In 2011 the Court of Appeal upheld his conviction, concluding that the conviction was correct and saying: "The scientific support for the assertion that the appellant was the source of the fibres found at the crime scene is compelling. We have no reason to doubt the safety of the jury's verdict and the appeal is dismissed." Even after this appeal was rejected the Bristol Innocence Project continued to promote his claims of innocence, complaining that the Court of Appeal had not taken his claims of innocence "seriously" and saying that they didn't seek "the truth of whether alleged victims of wrongful convictions are innocent or not". However, by this time Hall had already confessed to the crime to his wife Stephanie, revealing details including his motive for the crime. Despite this, Stephanie Hall continued to protest his innocence to national prisoners' newspaper Inside Time.

==Confession==
In 2013, following the rejection of his appeal, Hall formally admitted his guilt to prison authorities after ten years of claiming his innocence, leading to outrage in the national media.

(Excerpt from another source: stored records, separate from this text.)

//! Middleware pipeline — composable logic around the matched handler.
//!
//! ## Core types
//!
//! - [`Middleware`] — trait implemented by all middleware.
//! - [`Next`] — cursor into the remaining middleware chain; call [`Next::run`] to
//!   advance to the next layer.
//! - [`MiddlewareHandler`] — type-erased, cheaply-cloneable middleware function.
//! - [`from_middleware`] — converts a [`Middleware`] into a [`MiddlewareHandler`].
//! - [`LoggerMiddleware`] — built-in request/response logger.
//!
//! The cache-control layer lives in [`crate::cache::CacheControlMiddleware`].

use std::{future::Future, pin::Pin, sync::Arc};
use tokio::time::Instant;

use crate::{Response, context::Context};

/// A cursor into the remaining middleware chain for a single request.
///
/// Calling [`Next::run`] advances the cursor by one position and invokes the next
/// middleware. When the chain is exhausted without a response a `500` is returned.
///
/// # Examples
///
/// ```rust,no_run
/// use std::pin::Pin;
/// use cachectl::{Response, context::Context, middleware::{Middleware, Next}};
///
/// struct PassThrough;
///
/// impl Middleware for PassThrough {
///     fn handle(
///         &self,
///         ctx: Context,
///         next: Next,
///     ) -> Pin<Box<dyn std::future::Future<Output = Response> + Send>> {
///         Box::pin(async move { next.run(ctx).await })
///     }
/// }
/// ```
pub struct Next {
    middlewares: Vec<MiddlewareHandler>,
    index: usize,
}

/// A type-erased, reference-counted middleware function.
pub type MiddlewareHandler = Arc<
    dyn Fn(Context, Next) -> Pin<Box<dyn Future<Output = Response> + Send>> + Send + Sync + 'static,
>;

/// Converts a [`Middleware`] implementation into a [`MiddlewareHandler`].
pub fn from_middleware<M>(middleware: Arc<M>) -> MiddlewareHandler
where
    M: Middleware + 'static,
{
    Arc::new(move |ctx: Context, next: Next| middleware.handle(ctx, next))
}

impl Next {
    /// Creates a new `Next` positioned at the start of the given middleware stack.
    pub fn new(middlewares: Vec<MiddlewareHandler>) -> Self {
        Self {
            middlewares,
            index: 0,
        }
    }

    /// Invokes the next middleware in the chain and returns its response.
    pub async fn run(mut self, ctx: Context) -> Response {
        if self.index < self.middlewares.len() {
            let handler = Arc::clone(&self.middlewares[self.index]);
            self.index += 1;
            handler(ctx, self).await
        } else {
            Response::new(crate::StatusCode::InternalServerError)
                .body("No response generated by middleware pipeline")
        }
    }
}

/// The core trait for all middleware.
///
/// Implementors may pass through (`next.run(ctx).await`), short-circuit by
/// returning a [`Response`] without calling `next`, or decorate the downstream
/// response before returning it.
///
/// Implementations must be `Send + Sync` because middleware is shared across
/// Tokio tasks, and `handle` must return a `Send` future.
pub trait Middleware: Send + Sync {
    /// Handle the request and optionally delegate to the next middleware.
    fn handle(&self, ctx: Context, next: Next) -> Pin<Box<dyn Future<Output = Response> + Send>>;
}

/// Logs each request's method, path, handler, status, and duration.
///
/// Emits one `tracing::info!` event after the downstream handler completes.
/// Never short-circuits.
pub struct LoggerMiddleware;

impl Middleware for LoggerMiddleware {
    fn handle(&self, ctx: Context, next: Next) -> Pin<Box<dyn Future<Output = Response> + Send>> {
        Box::pin(async move {
            let start = Instant::now();
            let method = ctx.request().method().to_string();
            let path = ctx.request().path().to_string();
            let handler = ctx
                .handler()
                .map_or_else(|| "-".to_string(), ToString::to_string);

            let response = next.run(ctx).await;

            tracing::info!(
                %method,
                %path,
                %handler,
                status = response.status().as_u16(),
                elapsed = ?start.elapsed(),
                "request served"
            );

            response
        })
    }
}

#[cfg(test)]
mod tests {
    use super::*;
    use crate::{Request, StatusCode};

    fn ctx() -> Context {
        let (req, _) = Request::parse(b"GET / HTTP/1.1\r\nHost: localhost\r\n\r\n").unwrap();
        Context::new(req)
    }

    fn endpoint(status: StatusCode) -> MiddlewareHandler {
        Arc::new(move |_ctx: Context, _next: Next| {
            Box::pin(async move { Response::new(status) })
                as Pin<Box<dyn Future<Output = Response> + Send>>
        })
    }

    #[tokio::test]
    async fn empty_chain_falls_back_to_500() {
        let res = Next::new(vec![]).run(ctx()).await;
        assert_eq!(res.status(), StatusCode::InternalServerError);
    }

    #[tokio::test]
    async fn logger_passes_response_through() {
        let chain = vec![
            from_middleware(Arc::new(LoggerMiddleware)),
            endpoint(StatusCode::Created),
        ];
        let res = Next::new(chain).run(ctx()).await;
        assert_eq!(res.status(), StatusCode::Created);
    }
}
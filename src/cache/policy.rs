//! Cache-Control directive tokens.

use std::fmt;
use std::str::FromStr;

use serde::{Deserialize, Serialize};
use thiserror::Error;

/// A single `Cache-Control` response directive (RFC 9111 §5.2.2).
///
/// Serialized as its header token, so configuration files use the same
/// spelling that ends up on the wire.
///
/// # Examples
///
/// ```
/// use cachectl::cache::CachePolicy;
///
/// assert_eq!(CachePolicy::MustRevalidate.as_str(), "must-revalidate");
/// assert_eq!("no-store".parse::<CachePolicy>().unwrap(), CachePolicy::NoStore);
/// ```
#[derive(Debug, Clone, Copy, PartialEq, Eq, Hash, Serialize, Deserialize)]
#[serde(rename_all = "kebab-case")]
pub enum CachePolicy {
    /// Any cache may store the response, including shared caches.
    Public,
    /// Only the user agent's private cache may store the response.
    Private,
    /// Caches must revalidate with the origin before every reuse.
    NoCache,
    /// No cache may store any part of the request or response.
    NoStore,
    /// Stale responses must not be served without revalidation.
    MustRevalidate,
    /// Like `must-revalidate`, but only for shared caches.
    ProxyRevalidate,
    /// Intermediaries must not transform the payload.
    NoTransform,
}

impl CachePolicy {
    /// Every policy, in the order they are documented above.
    pub const ALL: [CachePolicy; 7] = [
        Self::Public,
        Self::Private,
        Self::NoCache,
        Self::NoStore,
        Self::MustRevalidate,
        Self::ProxyRevalidate,
        Self::NoTransform,
    ];

    /// Returns the lower-case, hyphenated header token.
    pub fn as_str(self) -> &'static str {
        match self {
            Self::Public => "public",
            Self::Private => "private",
            Self::NoCache => "no-cache",
            Self::NoStore => "no-store",
            Self::MustRevalidate => "must-revalidate",
            Self::ProxyRevalidate => "proxy-revalidate",
            Self::NoTransform => "no-transform",
        }
    }
}

impl fmt::Display for CachePolicy {
    fn fmt(&self, f: &mut fmt::Formatter<'_>) -> fmt::Result {
        f.write_str(self.as_str())
    }
}

/// Returned when a string is not one of the seven directive tokens.
#[derive(Debug, Clone, PartialEq, Eq, Error)]
#[error("unknown cache policy token: {0:?}")]
pub struct UnknownPolicy(pub String);

impl FromStr for CachePolicy {
    type Err = UnknownPolicy;

    fn from_str(s: &str) -> Result<Self, Self::Err> {
        let token = s.trim();
        Self::ALL
            .into_iter()
            .find(|p| p.as_str().eq_ignore_ascii_case(token))
            .ok_or_else(|| UnknownPolicy(s.to_owned()))
    }
}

The Telegraph reported that his trial and appeal had cost the taxpayer between £400,000 and £500,000. Thousands of hours of legal research had been wasted on attempting to clear Hall's name, including many hours of work conducted by unpaid volunteers of the University of Bristol Innocence Project. In January earlier in the year the CCRC had also been examining a new claim by Hall that he was carrying out a burglary elsewhere on the day Albert's body was found, but Hall dropped this appeal after he finally admitted his guilt. Campaigner Ray Hollingsworth, who had claimed that he had gathered evidence that showed two other people were responsible for the murder, said: "If I'm wrong about this, I'm wrong. I will hold my hands up. I'm not going to hide from anyone. I believed in his innocence".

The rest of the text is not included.